# Weird color banding in my R6 photos (both JPEG and RAW)?



## Wikzo (Aug 30, 2020)

I tried to take some out-of-focus photos yesterday with my new R6 and RF 24-105 mm f/4. When I uploaded the RAWs to my computer via Capture One, I noticed that the darker areas in the corner looked strange. It appears to be some color banding. I tried both Capture One, Lightroom and Photoshop, as well as looked at the JPEG directly, but all of them looks like this.

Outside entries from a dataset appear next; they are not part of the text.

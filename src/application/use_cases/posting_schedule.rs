// ============================================================
// POSTING SCHEDULE ANALYSIS
// ============================================================
// Every date-keyed aggregation: monthly trend, best hours, posting frequency.
// Records whose publish time cannot be resolved are skipped per pass.

use std::collections::BTreeMap;

use super::date_resolver::{hour_label, month_key, week_key, DateResolver};
use crate::domain::video::{
    HourlyEngagement, MonthlyCount, MonthlyTrendPoint, OptimalPostTime, PostingFrequency,
    VideoRecord, WeeklyCount,
};
use crate::shared::stats::{rounded_mean, FirstSeenTally};

#[derive(Debug, Default)]
struct MonthTotals {
    likes: u64,
    comments: u64,
    videos: usize,
}

#[derive(Debug, Default)]
struct HourTotals {
    engagement: u64,
    count: usize,
}

pub struct PostingScheduleAnalyzer<'a> {
    resolver: &'a DateResolver,
}

impl<'a> PostingScheduleAnalyzer<'a> {
    pub fn new(resolver: &'a DateResolver) -> Self {
        Self { resolver }
    }

    /// Likes, comments and video count per calendar month, oldest first
    pub fn monthly_trend(&self, records: &[VideoRecord]) -> Vec<MonthlyTrendPoint> {
        let mut months: BTreeMap<String, MonthTotals> = BTreeMap::new();

        for record in records {
            let Some(at) = self.resolver.resolve_or_skip(record, "monthly_trend") else {
                continue;
            };
            let totals = months.entry(month_key(&at)).or_default();
            totals.likes = totals.likes.saturating_add(record.like_count);
            totals.comments = totals.comments.saturating_add(record.comment_count);
            totals.videos += 1;
        }

        months
            .into_iter()
            .map(|(month, totals)| MonthlyTrendPoint {
                month,
                likes: totals.likes,
                comments: totals.comments,
                videos: totals.videos,
            })
            .collect()
    }

    /// Mean engagement per hour of day, best first
    pub fn optimal_post_time(
        &self,
        records: &[VideoRecord],
        best_hour_count: usize,
    ) -> OptimalPostTime {
        let mut hours: FirstSeenTally<HourTotals> = FirstSeenTally::new();

        for record in records {
            let Some(at) = self.resolver.resolve_or_skip(record, "optimal_post_time") else {
                continue;
            };
            let totals = hours.entry(&hour_label(&at));
            totals.engagement = totals.engagement.saturating_add(record.engagement());
            totals.count += 1;
        }

        let mut hourly_engagement: Vec<HourlyEngagement> = hours
            .into_entries()
            .into_iter()
            .map(|(hour, totals)| HourlyEngagement {
                hour,
                engagement: rounded_mean(totals.engagement, totals.count),
            })
            .collect();
        hourly_engagement.sort_by(|a, b| b.engagement.cmp(&a.engagement));

        let best_hours = hourly_engagement
            .iter()
            .take(best_hour_count)
            .map(|h| h.hour.clone())
            .collect();

        OptimalPostTime {
            best_hours,
            hourly_engagement,
        }
    }

    /// Video counts per month and per week, keys ascending.
    /// Averages divide the full record count by the number of buckets.
    pub fn posting_frequency(&self, records: &[VideoRecord]) -> PostingFrequency {
        let mut monthly: BTreeMap<String, usize> = BTreeMap::new();
        let mut weekly: BTreeMap<String, usize> = BTreeMap::new();

        for record in records {
            let Some(at) = self.resolver.resolve_or_skip(record, "posting_frequency") else {
                continue;
            };
            *monthly.entry(month_key(&at)).or_default() += 1;
            *weekly.entry(week_key(&at)).or_default() += 1;
        }

        let avg_per_month = rounded_mean(records.len() as u64, monthly.len());
        let avg_per_week = rounded_mean(records.len() as u64, weekly.len());

        PostingFrequency {
            monthly: monthly
                .into_iter()
                .map(|(month, count)| MonthlyCount { month, count })
                .collect(),
            weekly: weekly
                .into_iter()
                .map(|(week, count)| WeeklyCount { week, count })
                .collect(),
            avg_per_month,
            avg_per_week,
        }
    }
}

#[cfg(test)]
mod tests {
    use super::*;
    use crate::domain::video::PublishTime;
    use chrono::FixedOffset;

    fn resolver() -> DateResolver {
        DateResolver::new(FixedOffset::east_opt(0).unwrap())
    }

    fn record(publish_time: PublishTime, likes: u64, comments: u64) -> VideoRecord {
        VideoRecord {
            like_count: likes,
            comment_count: comments,
            publish_time,
            ..Default::default()
        }
    }

    fn at(text: &str) -> PublishTime {
        PublishTime::Text(text.to_string())
    }

    #[test]
    fn test_monthly_trend_is_chronological() {
        let records = vec![
            record(at("2024-03-02T08:00:00Z"), 5, 1),
            record(at("2023-12-30T08:00:00Z"), 1, 0),
            record(at("2024-03-20T08:00:00Z"), 7, 2),
            record(PublishTime::Serial(45000.0), 4, 4),
        ];

        let resolver = resolver();
        let trend = PostingScheduleAnalyzer::new(&resolver).monthly_trend(&records);

        let months: Vec<&str> = trend.iter().map(|p| p.month.as_str()).collect();
        assert_eq!(months, vec!["2023-03", "2023-12", "2024-03"]);
        assert_eq!(trend[2].likes, 12);
        assert_eq!(trend[2].comments, 3);
        assert_eq!(trend[2].videos, 2);
    }

    #[test]
    fn test_unresolvable_dates_are_skipped() {
        let records = vec![
            record(at("2024-01-01T08:00:00Z"), 1, 0),
            record(at("not a date"), 100, 0),
        ];

        let resolver = resolver();
        let analyzer = PostingScheduleAnalyzer::new(&resolver);

        let trend = analyzer.monthly_trend(&records);
        assert_eq!(trend.len(), 1);
        assert_eq!(trend[0].likes, 1);

        let frequency = analyzer.posting_frequency(&records);
        assert_eq!(frequency.monthly.len(), 1);
        // Both records count towards the average
        assert_eq!(frequency.avg_per_month, 2);
    }

    #[test]
    fn test_optimal_post_time_ranks_hours() {
        let records = vec![
            record(at("2024-01-01T08:15:00Z"), 10, 0),
            record(at("2024-01-02T08:45:00Z"), 20, 0),
            record(at("2024-01-03T20:00:00Z"), 100, 0),
            record(at("2024-01-04T12:00:00Z"), 1, 0),
            record(at("2024-01-05T23:00:00Z"), 0, 0),
        ];

        let resolver = resolver();
        let optimal = PostingScheduleAnalyzer::new(&resolver).optimal_post_time(&records, 3);

        assert_eq!(optimal.best_hours, vec!["20:00", "08:00", "12:00"]);
        assert_eq!(optimal.hourly_engagement.len(), 4);
        assert_eq!(optimal.hourly_engagement[1].engagement, 15);
    }

    #[test]
    fn test_posting_frequency_averages() {
        let records = vec![
            record(at("2024-01-01T08:00:00Z"), 0, 0),
            record(at("2024-01-02T08:00:00Z"), 0, 0),
            record(at("2024-01-09T08:00:00Z"), 0, 0),
            record(at("2024-02-01T08:00:00Z"), 0, 0),
        ];

        let resolver = resolver();
        let frequency = PostingScheduleAnalyzer::new(&resolver).posting_frequency(&records);

        assert_eq!(frequency.monthly.len(), 2);
        assert_eq!(frequency.monthly[0].count, 3);
        assert_eq!(frequency.weekly.len(), 3);
        assert_eq!(frequency.weekly[0].week, "2024-01");
        assert_eq!(frequency.avg_per_month, 2);
        assert_eq!(frequency.avg_per_week, 1);
    }

    #[test]
    fn test_week_buckets_keep_calendar_year() {
        let records = vec![
            record(at("2024-01-02T08:00:00Z"), 0, 0),
            record(at("2024-12-31T08:00:00Z"), 0, 0),
        ];

        let resolver = resolver();
        let frequency = PostingScheduleAnalyzer::new(&resolver).posting_frequency(&records);

        // 2024-12-31 sits in the week holding 1 January 2025, still keyed under 2024
        assert_eq!(frequency.monthly.len(), 2);
        assert_eq!(frequency.weekly.len(), 1);
        assert_eq!(frequency.weekly[0].week, "2024-01");
        assert_eq!(frequency.weekly[0].count, 2);
        assert_eq!(frequency.avg_per_week, 2);
    }

    #[test]
    fn test_no_dates_gives_zero_averages() {
        let records = vec![record(at("??"), 1, 1)];
        let resolver = resolver();
        let frequency = PostingScheduleAnalyzer::new(&resolver).posting_frequency(&records);
        assert_eq!(frequency.avg_per_month, 0);
        assert_eq!(frequency.avg_per_week, 0);
    }
}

Do you have any idea what it could be?


----------



## adigoks (Aug 30, 2020)

can you increase the exposure or lift shadow more to see if it is really a banding?


----------



## adigoks (Aug 30, 2020)

Wikzo said:


> I tried to take some out-of-focus photos yesterday with my new R6 and RF 24-105 mm f/4. When I uploaded the RAWs to my computer via Capture One, I noticed that the darker areas in the corner looked strange. It appears to be some color banding. I tried both Capture One, Lightroom and Photoshop, as well as looked at the JPEG directly, but all of them looks like this.
> 
> Do you have any idea what it could be?






it seems normal. i think its just out of focus effect on grass.


----------



## cornieleous (Aug 30, 2020)

Sorry can't see anything wrong there at all from what you posted.


----------



## ScottO (Aug 30, 2020)

I definitely don’t see any banding in your image. However there may be a very small amount of color noise.


----------



## Wikzo (Aug 30, 2020)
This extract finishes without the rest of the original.